A periodontal examination will be part of your general dental check-up. A small instrument called a periodontal probe will be used to gently measure the space between your tooth and gums. Each tooth has 6 locations where this will be measured. The measurement taken relates to how much, if any, bone loss has occurred at each site. Bone loss is caused by periodontal disease. This exam will be performed at subsequent visits in order to monitor periodontal and gingival health.

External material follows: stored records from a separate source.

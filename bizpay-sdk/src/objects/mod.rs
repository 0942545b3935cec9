//! Wire objects exchanged with the BizPay gateway.
//!
//! Every field that takes part in a signature is carried as a [`FieldValue`],
//! which knows how the counterpart renders it as text. The rendering rules
//! are part of the signature contract, so they live next to the types.

pub mod callback;
pub mod order;

pub use callback::{Block, CallbackPayload, ExtraData, ExtraField, PaymentGateRedirect, SpecialData};
pub use order::{AuthoritativeOrder, OrderField, OrderInfoResponse, OrderRequest, ResponseCode};

use std::borrow::Cow;
use std::collections::BTreeMap;

use serde::{Deserialize, Serialize};
use serde_json::{Number, Value};

use crate::signature::{MissingField, canonical_json};

/// Field names used on the wire.
pub mod keys {
    pub const ORDER_ID: &str = "order_id";
    pub const CREATED_ORDER_DATE: &str = "created_order_date";
    pub const TOTAL_PAYMENT: &str = "total_payment";
    pub const ORDER_ID_CLIENT: &str = "order_id_client";
    pub const ACCOUNT_ID: &str = "vid";
    pub const RECHARGE: &str = "recharge";
    pub const GATE: &str = "gate";
    pub const PAYGATE: &str = "paygate";
    pub const STATUS: &str = "status";
    pub const SECURE_HASH: &str = "secure_hash";

    pub const EXTRA_DATA: &str = "extraData";
    pub const SPECIAL_DATA: &str = "specialData";
    pub const ERROR: &str = "error";
    pub const MESSAGE: &str = "message";

    pub const COUPONS_DISCOUNT: &str = "coupons_discount";
    pub const LOYALTY_DISCOUNT: &str = "mybizfly_discount";
    pub const PAYMENT_GATE_DISCOUNT: &str = "payment_gate_discount";
    pub const PAYMENT_GATE_FEES: &str = "payment_gate_fees";
    pub const SECURE_HASH_EXTRA: &str = "secure_hash_extra";
    pub const SECURE_HASH_SPECIAL: &str = "secure_hash_special";

    pub const RSP_CODE: &str = "RspCode";
    pub const HASH_KEY: &str = "hashKey";
    pub const LINK: &str = "link";

    pub const ORDER_VALUE: &str = "order_value";
    pub const PROJECT_TOKEN: &str = "project_token";
}

/// A single field value as it appears in a callback or an order record.
///
/// Callbacks decoded from a query string only ever produce [`FieldValue::Text`];
/// records decoded from the gateway API keep their JSON types.
#[derive(Debug, Clone, Default, PartialEq, Eq, Serialize, Deserialize)]
#[serde(untagged)]
pub enum FieldValue {
    #[default]
    Null,
    Bool(bool),
    Number(Number),
    Text(String),
    Structured(Value),
}

impl FieldValue {
    /// Text form used when the value is concatenated into a canonical string.
    ///
    /// `true` renders as `"1"`, `false` and null as `""`, numbers in their
    /// decimal form and structured values as canonical JSON. A float with no
    /// fractional part loses its `.0`, so `80000.0` renders as `"80000"`.
    pub fn canonical(&self) -> Cow<'_, str> {
        match self {
            FieldValue::Null => Cow::Borrowed(""),
            FieldValue::Bool(true) => Cow::Borrowed("1"),
            FieldValue::Bool(false) => Cow::Borrowed(""),
            FieldValue::Number(n) => Cow::Owned(number_text(n)),
            FieldValue::Text(s) => Cow::Borrowed(s),
            FieldValue::Structured(v) => Cow::Owned(canonical_json(v)),
        }
    }

    /// Loose truthiness: `""`, `"0"`, `0`, `false`, null and empty arrays
    /// are false.
    pub fn is_truthy(&self) -> bool {
        match self {
            FieldValue::Null => false,
            FieldValue::Bool(b) => *b,
            FieldValue::Number(n) => n.as_f64().is_some_and(|f| f != 0.0),
            FieldValue::Text(s) => !(s.is_empty() || s == "0"),
            FieldValue::Structured(Value::Array(items)) => !items.is_empty(),
            FieldValue::Structured(Value::Object(map)) => !map.is_empty(),
            FieldValue::Structured(_) => true,
        }
    }

    pub fn is_null(&self) -> bool {
        matches!(self, FieldValue::Null)
    }

    pub fn as_text(&self) -> Option<&str> {
        match self {
            FieldValue::Text(s) => Some(s),
            _ => None,
        }
    }

    /// Convert back into a JSON value (used for JSON-encoded signature fields).
    pub fn to_json(&self) -> Value {
        match self {
            FieldValue::Null => Value::Null,
            FieldValue::Bool(b) => Value::Bool(*b),
            FieldValue::Number(n) => Value::Number(n.clone()),
            FieldValue::Text(s) => Value::String(s.clone()),
            FieldValue::Structured(v) => v.clone(),
        }
    }
}

fn number_text(n: &Number) -> String {
    match n.as_f64() {
        Some(f) if n.is_f64() && f.fract() == 0.0 && f.abs() < 1e15 => format!("{}", f as i64),
        _ => n.to_string(),
    }
}

impl From<Value> for FieldValue {
    fn from(value: Value) -> Self {
        match value {
            Value::Null => FieldValue::Null,
            Value::Bool(b) => FieldValue::Bool(b),
            Value::Number(n) => FieldValue::Number(n),
            Value::String(s) => FieldValue::Text(s),
            other => FieldValue::Structured(other),
        }
    }
}

impl From<&str> for FieldValue {
    fn from(value: &str) -> Self {
        FieldValue::Text(value.to_owned())
    }
}

impl From<String> for FieldValue {
    fn from(value: String) -> Self {
        FieldValue::Text(value)
    }
}

macro_rules! impl_from_integer {
    ($($ty:ty),*) => {
        $(
            impl From<$ty> for FieldValue {
                fn from(value: $ty) -> Self {
                    FieldValue::Number(value.into())
                }
            }
        )*
    };
}

impl_from_integer!(i32, i64, u32, u64);

impl From<bool> for FieldValue {
    fn from(value: bool) -> Self {
        FieldValue::Bool(value)
    }
}

/// A named set of order fields.
///
/// Keys are kept sorted, which is what the sorted-pair signature layout needs
/// and keeps debug output stable.
#[derive(Debug, Clone, Default, PartialEq, Eq, Serialize, Deserialize)]
#[serde(transparent)]
pub struct OrderFields(BTreeMap<String, FieldValue>);

impl OrderFields {
    pub fn new() -> Self {
        Self::default()
    }

    pub fn get(&self, name: &str) -> Option<&FieldValue> {
        self.0.get(name)
    }

    /// Look up a field that must be present and non-null.
    pub fn require(&self, name: &'static str) -> Result<&FieldValue, MissingField> {
        match self.0.get(name) {
            Some(value) if !value.is_null() => Ok(value),
            _ => Err(MissingField(name)),
        }
    }

    /// Canonical text of a field, with absent fields rendered as `""`.
    pub fn text_or_empty(&self, name: &str) -> Cow<'_, str> {
        self.0
            .get(name)
            .map(FieldValue::canonical)
            .unwrap_or(Cow::Borrowed(""))
    }

    pub fn contains(&self, name: &str) -> bool {
        self.0.get(name).is_some_and(|v| !v.is_null())
    }

    pub fn insert(&mut self, name: impl Into<String>, value: impl Into<FieldValue>) {
        self.0.insert(name.into(), value.into());
    }

    pub fn remove(&mut self, name: &str) -> Option<FieldValue> {
        self.0.remove(name)
    }

    pub fn with(mut self, name: impl Into<String>, value: impl Into<FieldValue>) -> Self {
        self.insert(name, value);
        self
    }

    pub fn iter(&self) -> impl Iterator<Item = (&str, &FieldValue)> {
        self.0.iter().map(|(k, v)| (k.as_str(), v))
    }

    pub fn len(&self) -> usize {
        self.0.len()
    }

    pub fn is_empty(&self) -> bool {
        self.0.is_empty()
    }
}

impl<K: Into<String>, V: Into<FieldValue>> FromIterator<(K, V)> for OrderFields {
    fn from_iter<I: IntoIterator<Item = (K, V)>>(iter: I) -> Self {
        Self(iter.into_iter().map(|(k, v)| (k.into(), v.into())).collect())
    }
}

Gingivitis is the first stage of periodontal disease. It is marked by plaque and bacteria build-up in the mouth leading to inflamed gingiva with easy bleeding. Probing measurements are generally 3mm or less in depth and show no bone loss.

Periodontitis is initiated when plaque is not properly removed through daily tooth brushing and flossing. If plaque remains on teeth too long it will form a harder more difficult to remove material called tartar or calculus. The presence of tartar and plaque accumulation will eventually lead to gum recession. The pocket between tooth and gum will be larger and filled with bacteria and pus. Gums will bleed very easily, will be irritated and red. If left untreated bone loss will be present and may lead to destruction of gum tissue and loss of teeth.

Periodontal infections can be serious and can affect not only the mouth, but your systemic health as well.

Periodontal disease may be avoided if daily oral hygiene habits and regular dental cleanings are followed. If the disease is not caught in the early stages periodontal cleanings or in advanced cases surgery may be necessary.